The court on Tuesday handed the elder Friedrich a two-year suspended sentence; Urs got 50 months, and Marco 41. They have to pay fines and legal costs, but were free to leave the courtroom because they had served time in custody. The sons were arrested in 2004 and 2005.

The US had lobbied Switzerland not to indict the Tinners and to destroy sensitive evidence. A US probe had helped bring an end to the international smuggling network of the Pakistani engineer Abdul Qadeer Khan, the so-called father of the Pakistani atom bomb.

Swiss engineer Friedrich Tinner hides behind a newspaper as he leaves the Swiss Federal Criminal Court in Bellinzona, Switzerland, Tuesday, Sept. 25, 2012. The court has found him and his two sons guilty of helping an international nuclear smuggling ring that supplied material and know-how to rogue states such as Moammar Gadhafi's Libya. (Foto:Keystone, Karl Mathis/AP/dapd)
Friedrich Tinner hides behind a newspaper while leaving courtImage: dapd

Case dates back to 1990s

The case began in the 1990s, when the Tinners started working with Khan's network to supply Libya.

Khan remains under house arrest in Pakistan and has escaped prosecution. Other engineers in the so-called Khan network operated in Turkey,
Britain, Spain, Dubai and South Africa.

The Tinner trio had refused to shed light on their cooperation with the CIA as the hearing began on Monday.

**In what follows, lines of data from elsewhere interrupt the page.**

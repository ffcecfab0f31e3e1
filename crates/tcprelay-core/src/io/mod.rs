//! Relay I/O: the outbound dialer, the per-direction forwarder and the
//! coordinator joining both directions into one outcome.

mod dial;
mod forward;
mod relay;

pub use dial::dial;
pub use relay::{NoOpMetrics, Relay, RelayMetrics, RelayStats};
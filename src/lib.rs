//! # tcprelay
//!
//! Bidirectional TCP relay: every accepted connection is forwarded to a fixed
//! remote address, with an idle timeout applied to each read and write.
//!
//! ## Crates
//!
//! - [`tcprelay_core`] - The relay primitive, error types and defaults
//! - [`tcprelay_config`] - Configuration loading and validation
//! - [`tcprelay_server`] - Listener, accept loop and CLI

pub use tcprelay_config as config;
pub use tcprelay_core as core;
pub use tcprelay_server as server;

/// Prelude module for convenient imports.
pub mod prelude {
    pub use tcprelay_config::{Config, load_config, validate_config};
    pub use tcprelay_core::{Relay, RelayError, RelayOptions};
    pub use tcprelay_server::{CancellationToken, ServerError, run, run_with_shutdown};
}
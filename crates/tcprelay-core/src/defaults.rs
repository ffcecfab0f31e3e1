//! Default configuration values.
//!
//! Centralized default constants for use across all crates.

// ============================================================================
// Timeout Defaults
// ============================================================================

/// Default outbound connect timeout in seconds.
pub const DEFAULT_CONNECT_TIMEOUT_SECS: u64 = 10;
/// Default idle timeout in seconds, applied to every read and every write.
pub const DEFAULT_IO_TIMEOUT_SECS: u64 = 300;
/// Default graceful shutdown timeout in seconds.
pub const DEFAULT_SHUTDOWN_TIMEOUT_SECS: u64 = 30;

// ============================================================================
// Buffer/Size Defaults
// ============================================================================

/// Default relay buffer size per direction (32 KiB).
pub const DEFAULT_RELAY_BUFFER_SIZE: usize = 32768;
/// Smallest accepted relay buffer size.
pub const MIN_RELAY_BUFFER_SIZE: usize = 1024;
/// Largest accepted relay buffer size.
pub const MAX_RELAY_BUFFER_SIZE: usize = 1024 * 1024;

// ============================================================================
// TCP Socket Defaults
// ============================================================================

/// Default TCP_NODELAY (disable Nagle's algorithm for lower latency).
pub const DEFAULT_TCP_NO_DELAY: bool = true;

// ============================================================================
// Listener Defaults
// ============================================================================

/// Default TCP listener backlog.
pub const DEFAULT_CONNECTION_BACKLOG: u32 = 1024;
//! Connection tracking and listener setup.

use std::net::SocketAddr;
use std::sync::Arc;
use std::sync::atomic::{AtomicUsize, Ordering};
use std::time::Duration;

use socket2::{Domain, Protocol, Socket, Type};
use tokio::net::TcpListener;
use tokio::sync::Notify;

use crate::error::ServerError;

/// Tracks active relays for graceful shutdown.
#[derive(Clone)]
pub struct ConnectionTracker {
    active: Arc<AtomicUsize>,
    zero_notify: Arc<Notify>,
}

impl ConnectionTracker {
    pub fn new() -> Self {
        Self {
            active: Arc::new(AtomicUsize::new(0)),
            zero_notify: Arc::new(Notify::new()),
        }
    }

    /// Register one relay; the returned guard unregisters it on drop.
    pub fn track(&self) -> ConnectionGuard {
        self.active.fetch_add(1, Ordering::Relaxed);
        ConnectionGuard {
            tracker: self.clone(),
        }
    }

    fn release(&self) {
        // AcqRel: Acquire to see previous increments, Release to make decrement visible
        if self.active.fetch_sub(1, Ordering::AcqRel) == 1 {
            self.zero_notify.notify_waiters();
        }
    }

    pub fn count(&self) -> usize {
        self.active.load(Ordering::Acquire)
    }

    /// Wait until no relay is active, or `timeout` elapses. Returns true if drained.
    pub async fn wait_for_zero(&self, timeout: Duration) -> bool {
        let deadline = tokio::time::Instant::now() + timeout;
        loop {
            // Register before checking so a release in between is not missed.
            let notified = self.zero_notify.notified();
            if self.count() == 0 {
                return true;
            }
            if tokio::time::timeout_at(deadline, notified).await.is_err() {
                return self.count() == 0;
            }
        }
    }
}

impl Default for ConnectionTracker {
    fn default() -> Self {
        Self::new()
    }
}

/// Guard that decrements the relay count on drop.
pub struct ConnectionGuard {
    tracker: ConnectionTracker,
}

impl Drop for ConnectionGuard {
    fn drop(&mut self) {
        self.tracker.release();
    }
}

/// Create a TCP listener with custom backlog.
pub fn create_listener(addr: SocketAddr, backlog: u32) -> Result<TcpListener, ServerError> {
    let domain = if addr.is_ipv4() {
        Domain::IPV4
    } else {
        Domain::IPV6
    };
    let socket = Socket::new(domain, Type::STREAM, Some(Protocol::TCP))?;
    socket.set_reuse_address(true)?;
    socket.set_nonblocking(true)?;
    socket.bind(&addr.into())?;
    socket.listen(backlog.min(i32::MAX as u32) as i32)?;
    let listener = TcpListener::from_std(std::net::TcpListener::from(socket))?;
    Ok(listener)
}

When asked why he had not informed Swiss authorities of his informant work, the father said the matter had been "in good hands" with his US counterparts.

The court did find the Tinners guilty, however, of supplying equipment and know-how and manufacturing centrifuges in Malaysia, resulting in the fines.

Mark Fitzpatrick, a nuclear policy expert at the International Institute for Strategic Studies in London, who has been following the case, told the German news agency dpa that the "Tinners were absolutely central to the Khan network."